■ **AVAILABLE DATA**:

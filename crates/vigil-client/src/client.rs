//! WebSocket viewer with automatic reconnect.
//!
//! [`ViewerClient::connect`] spawns a driver task that feeds socket outcomes
//! into a [`ReconnectMachine`] and carries out the actions it returns.
//! Decoded messages (pings excluded) are delivered in arrival order through
//! [`ViewerClient::recv`].

use std::time::Duration;

use futures_util::{SinkExt, Stream, StreamExt};
use thiserror::Error;
use tokio::net::TcpStream;
use tokio::sync::{mpsc, watch};
use tokio::task::{JoinError, JoinHandle};
use tokio_tungstenite::tungstenite::Message;
use tokio_tungstenite::tungstenite::client::IntoClientRequest;
use tokio_tungstenite::{MaybeTlsStream, WebSocketStream, connect_async};
use tokio_util::sync::CancellationToken;
use tracing::{debug, info, trace, warn};
use vigil_core::{WireMessage, decode_frame};

use crate::backoff::ReconnectPolicy;
use crate::machine::{Action, ConnectionState, Input, ReconnectMachine};

type Socket = WebSocketStream<MaybeTlsStream<TcpStream>>;

/// Errors from the viewer client.
#[derive(Debug, Error)]
pub enum ClientError {
    /// The URL cannot be turned into a WebSocket request.
    #[error("Invalid viewer URL {url}: {reason}")]
    InvalidUrl { url: String, reason: String },

    /// The driver task panicked.
    #[error("Viewer task failed: {0}")]
    Task(#[from] JoinError),
}

/// Viewer connection settings.
#[derive(Debug, Clone)]
pub struct ClientConfig {
    /// `ws://` or `wss://` URL of the event stream.
    pub url: String,
    pub policy: ReconnectPolicy,
    /// Silence after which an open connection is treated as dead.
    pub idle_timeout: Option<Duration>,
    /// Decoded messages buffered for [`ViewerClient::recv`].
    pub buffer: usize,
}

impl ClientConfig {
    pub fn new(url: impl Into<String>) -> Self {
        Self {
            url: url.into(),
            policy: ReconnectPolicy::default(),
            idle_timeout: Some(Duration::from_secs(90)),
            buffer: 256,
        }
    }

    #[must_use]
    pub const fn with_policy(mut self, policy: ReconnectPolicy) -> Self {
        self.policy = policy;
        self
    }

    #[must_use]
    pub const fn with_idle_timeout(mut self, idle_timeout: Option<Duration>) -> Self {
        self.idle_timeout = idle_timeout;
        self
    }
}

/// Handle to a running viewer connection.
#[derive(Debug)]
pub struct ViewerClient {
    messages: mpsc::Receiver<WireMessage>,
    state: watch::Receiver<ConnectionState>,
    stop: CancellationToken,
    task: JoinHandle<()>,
}

impl ViewerClient {
    /// Start connecting to `config.url` in the background.
    pub fn connect(config: ClientConfig) -> Result<Self, ClientError> {
        if let Err(e) = config.url.as_str().into_client_request() {
            return Err(ClientError::InvalidUrl {
                url: config.url,
                reason: e.to_string(),
            });
        }

        let (tx, messages) = mpsc::channel(config.buffer.max(1));
        let (state_tx, state) = watch::channel(ConnectionState::Disconnected);
        let stop = CancellationToken::new();
        let task = tokio::spawn(drive(config, tx, state_tx, stop.clone()));

        Ok(Self {
            messages,
            state,
            stop,
            task,
        })
    }

    /// Next decoded message; `None` once the client has disconnected.
    pub async fn recv(&mut self) -> Option<WireMessage> {
        self.messages.recv().await
    }

    pub fn state(&self) -> ConnectionState {
        *self.state.borrow()
    }

    /// Wait until the connection state satisfies `predicate`.
    ///
    /// Returns `None` if the driver exited first.
    pub async fn wait_for_state(
        &mut self,
        predicate: impl FnMut(&ConnectionState) -> bool,
    ) -> Option<ConnectionState> {
        self.state.wait_for(predicate).await.ok().map(|state| *state)
    }

    /// Close the connection, cancel any pending reconnect and wait for the
    /// driver to exit. No further attempts are made.
    pub async fn disconnect(self) -> Result<(), ClientError> {
        self.stop.cancel();
        drop(self.messages);
        self.task.await?;
        Ok(())
    }
}

/// How an open session ended.
enum SessionEnd {
    /// Disconnect was requested.
    Stopped,
    /// Nobody is reading messages any more.
    Abandoned,
    /// The connection failed or was closed by the server.
    Lost(String),
}

async fn drive(
    config: ClientConfig,
    tx: mpsc::Sender<WireMessage>,
    state_tx: watch::Sender<ConnectionState>,
    stop: CancellationToken,
) {
    let mut machine = ReconnectMachine::new(config.policy);
    let mut next = machine.step(Input::Connect);

    loop {
        state_tx.send_replace(machine.state());

        let input = match next {
            Some(Action::OpenSocket) => {
                let opened = tokio::select! {
                    () = stop.cancelled() => None,
                    opened = connect_async(config.url.as_str()) => Some(opened),
                };
                match opened {
                    None => Input::Disconnect,
                    Some(Ok((socket, _))) => {
                        machine.step(Input::Opened);
                        state_tx.send_replace(machine.state());
                        info!(url = %config.url, "Viewer connected");

                        match session(socket, &tx, config.idle_timeout, &stop).await {
                            SessionEnd::Stopped | SessionEnd::Abandoned => Input::Disconnect,
                            SessionEnd::Lost(reason) => {
                                warn!(url = %config.url, %reason, "Viewer connection lost");
                                Input::Closed
                            }
                        }
                    }
                    Some(Err(e)) => {
                        warn!(url = %config.url, error = %e, "Viewer connect failed");
                        Input::OpenFailed
                    }
                }
            }
            Some(Action::ScheduleReconnect(delay)) => {
                debug!(url = %config.url, ?delay, "Reconnect scheduled");
                tokio::select! {
                    () = stop.cancelled() => Input::Disconnect,
                    () = tokio::time::sleep(delay) => Input::RetryElapsed,
                }
            }
            Some(Action::CancelReconnect | Action::CloseSocket) | None => break,
        };

        next = machine.step(input);
    }

    state_tx.send_replace(machine.state());
    info!(url = %config.url, "Viewer disconnected");
}

async fn session(
    socket: Socket,
    tx: &mpsc::Sender<WireMessage>,
    idle_timeout: Option<Duration>,
    stop: &CancellationToken,
) -> SessionEnd {
    let (mut sink, mut stream) = socket.split();

    loop {
        let incoming = tokio::select! {
            () = stop.cancelled() => {
                let _ = sink.send(Message::Close(None)).await;
                return SessionEnd::Stopped;
            }
            incoming = next_message(&mut stream, idle_timeout) => incoming,
        };

        let message = match incoming {
            Some(Some(Ok(message))) => message,
            Some(Some(Err(e))) => return SessionEnd::Lost(e.to_string()),
            Some(None) => return SessionEnd::Lost("connection closed".to_string()),
            None => return SessionEnd::Lost("idle timeout".to_string()),
        };

        match message {
            Message::Text(text) => {
                for decoded in decode_frame(text.as_str()) {
                    match decoded {
                        Ok(msg) if msg.is_ping() => trace!("ping"),
                        Ok(msg) => {
                            // A full buffer must not keep disconnect waiting.
                            let delivered = tokio::select! {
                                () = stop.cancelled() => {
                                    let _ = sink.send(Message::Close(None)).await;
                                    return SessionEnd::Stopped;
                                }
                                sent = tx.send(msg) => sent.is_ok(),
                            };
                            if !delivered {
                                let _ = sink.send(Message::Close(None)).await;
                                return SessionEnd::Abandoned;
                            }
                        }
                        Err(e) => warn!(error = %e, "Skipping malformed message"),
                    }
                }
            }
            Message::Close(frame) => {
                return SessionEnd::Lost(format!("closed by server: {frame:?}"));
            }
            // Protocol pings are answered by tungstenite.
            _ => {}
        }
    }
}

/// Next item from the socket; `None` if `idle_timeout` passed first.
async fn next_message<S>(stream: &mut S, idle_timeout: Option<Duration>) -> Option<Option<S::Item>>
where
    S: Stream + Unpin,
{
    match idle_timeout {
        Some(limit) => tokio::time::timeout(limit, stream.next()).await.ok(),
        None => Some(stream.next().await),
    }
}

■ **EXERCISE**: Scan the records above for the word "Option". Show each line in which it appears.

■ **YOUR SOLUTION**:
    pub idle_timeout: Option<Duration>,
    pub const fn with_idle_timeout(mut self, idle_timeout: Option<Duration>) -> Self {
    pub async fn recv(&mut self) -> Option<WireMessage> {
    ) -> Option<ConnectionState> {
    idle_timeout: Option<Duration>,
async fn next_message<S>(stream: &mut S, idle_timeout: Option<Duration>) -> Option<Option<S::Item>>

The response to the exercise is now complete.